January 7, 2018 / 8:20 AM / a year ago

India Markets Weekahead: A muted start to 2018

The new year began on a flattish note with the Nifty gaining a marginal 0.2 percent for the week. The broader markets outperformed, with the mid-cap and the small-cap indexes gaining 1.4 percent and 2.5 percent respectively.

A broker reacts while trading at his computer terminal at a stock brokerage firm in Mumbai, India, November 9, 2016. REUTERS/Danish Siddiqui/Files

The Nifty ended the week at 10,559 after touching record highs during the week.

Sentiments were supported by hopes that the government may meet the fiscal deficit target of 3.2 percent of GDP. A Fitch report that India will be the fastest-growing emerging market economy over the next five years also boosted sentiment.

The government announced that the budget session of parliament will start Jan. 29 and the annual budget presented on Feb. 1. For the week, FIIs bought shares worth 17.38 billion rupees while DIIs were net sellers to the tune of 9.36 billion rupees.

Crude oil prices hit fresh two-and-a-half-year highs and were at levels last seen at the start of the commodity slump in 2014/2015, with markets tightening amid tensions in Iran and the ongoing OPEC-led production cuts. Brent crude futures hit $67 a barrel. The rupee ended at 63.36 per dollar, levels last seen in April 2015.

On the global front, U.S. stocks soared in anticipation of the effects of the tax cut. Last month, President Donald Trump signed a bill that slashed corporate tax bills from 32 percent to 21 percent.

The week saw the release of minutes from December’s FOMC meeting, in which the U.S. Federal Reserve raised its benchmark federal funds rate by 25 bps. The minutes revealed optimistic assessments of the U.S. economy and higher projections for GDP stemming from the anticipated effects of the new tax policy.

The first advance estimates released by India’s Central Statistics Office peg GDP growth for 2017/18 at 6.5 percent compared with the provisional 7.1 percent growth for 2016/17.

On the stock-specific front, low base effect due to demonetization led to double-digit growth in automobile sales for December. Two- wheelers and commercial vehicle sales grew by an impressive 40 percent and 55 percent respectively. Passenger vehicle sales saw double-digit growth of around 10 percent.

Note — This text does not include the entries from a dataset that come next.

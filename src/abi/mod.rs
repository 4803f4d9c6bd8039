//! Binary encoding and decoding of Sway values.
//!
//! A [`Coder`] is composed once from a [`ResolvedType`](crate::resolver::ResolvedType)
//! and then encodes [`AbiValue`]s to bytes and decodes them back.
//!
//! # Module Organization
//!
//! - [`error`]: Error types for coder operations
//! - [`buffer`]: Low-level buffer read helpers
//! - [`number`]: Fixed-width big-endian integers
//! - [`dynamic`]: Length prefixes and byte blobs
//! - [`coder`]: Coder composition and encoded-length queries
//! - [`encode`]: Values to bytes
//! - [`decode`]: Bytes to values
//! - [`json`]: JSON form of values
//!
//! # Example
//!
//! ```ignore
//! use sway_abi_coder::abi::{AbiValue, Coder};
//!
//! let ty = resolver.resolve("wrapper_u32")?;
//! let coder = Coder::from_resolved(&ty)?;
//!
//! let bytes = coder.encode(&AbiValue::structure([("value", AbiValue::U32(7))]))?;
//! assert_eq!(bytes, [0, 0, 0, 7]);
//!
//! let (value, size) = coder.decode_prefix(&bytes)?;
//! ```

mod buffer;
mod coder;
mod decode;
mod dynamic;
mod encode;
mod error;
mod json;
mod number;
mod value;

pub use buffer::WORD_SIZE;
pub use coder::Coder;
pub use dynamic::{ByteCoder, DynamicLengthCoder};
pub use error::CodecError;
pub use number::{decode_uint, encode_uint, UintWidth};
pub use value::AbiValue;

Public sector banks were in focus on talks of the government announcing recapitalization bond issue worth 800 billion rupees ($12.62 billion) to help them meet the capital adequacy ratio.

So far, the government has infused 90 billion rupees into PSU banks against the target of 100 billion rupees for bank recapitalisation this fiscal. The government had announced a 2.11 trillion rupee bank recapitalisation plan seeking to stimulate the flow of credit to spur private investment.

Infosys was in focus after its new CEO and MD Salil S Parekh took charge of his new role at the company.

Idea Cellular gained after reports that Vodafone Plc and privately held promoter group entities of Idea Cellular will together infuse close to 141.4 billion rupees in their respective telecom operations to pare debt.

IT stocks were in the spotlight after the Trump administration’s new proposal to not extend H-1B visa of those waiting for permanent residency or green card is likely to affect more than 500,000 Indians working in the United States.

Dr Reddy’s slipped as the establishment inspection report (EIR) issued in 2015 to its Duvvada facility in Andhra Pradesh indicates the status continues to be classified as Official Action Indicated (OAI).

On the macro front, India’s index of eight core industries grew at its fastest pace in 13 months in November on higher production in the steel and electricity sector. The Nikkei India Services PMI stood at 50.9 in December, up from 48.5 in November as new orders broadly stabilised.

The markets on Monday are expected to react to U.S. non-farm payrolls and unemployment data.

The U.S. economy added 148,000 jobs in December, well below expectation of 190,000 jobs. The unemployment rate held at a 17-year low.

The coming week marks the beginning of the third quarter of the FY18 earnings season with heavyweights such as TCS, Infosys and IndusInd Bank scheduled to release their earnings.

On the macro front, the government will announce IIP data for November on Friday.

IIP grew by 2.2 percent in October, easing from an upwardly revised 4.1 percent gain in September. CPI inflation for December is also due on Friday. CPI increased 4.88 percent in November, higher than 3.58 percent in October.

The current fiscal strain will have a bearing on Budget 2018. We may have a pre-budget rally, but it could be muted due to fears of additional taxes on capital market participants and a focus on rural economy. I would advise selective buying and booking profits wherever appropriate.(Ambareesh Baliga has about 25 years of experience in the stock market and has worked with Karvy and Kotak groups in the past. He is a regular market commentator on various business channels. He is a commerce graduate from Calcutta University and a qualified cost accountant.)

The views expressed in this article are not those of Reuters News.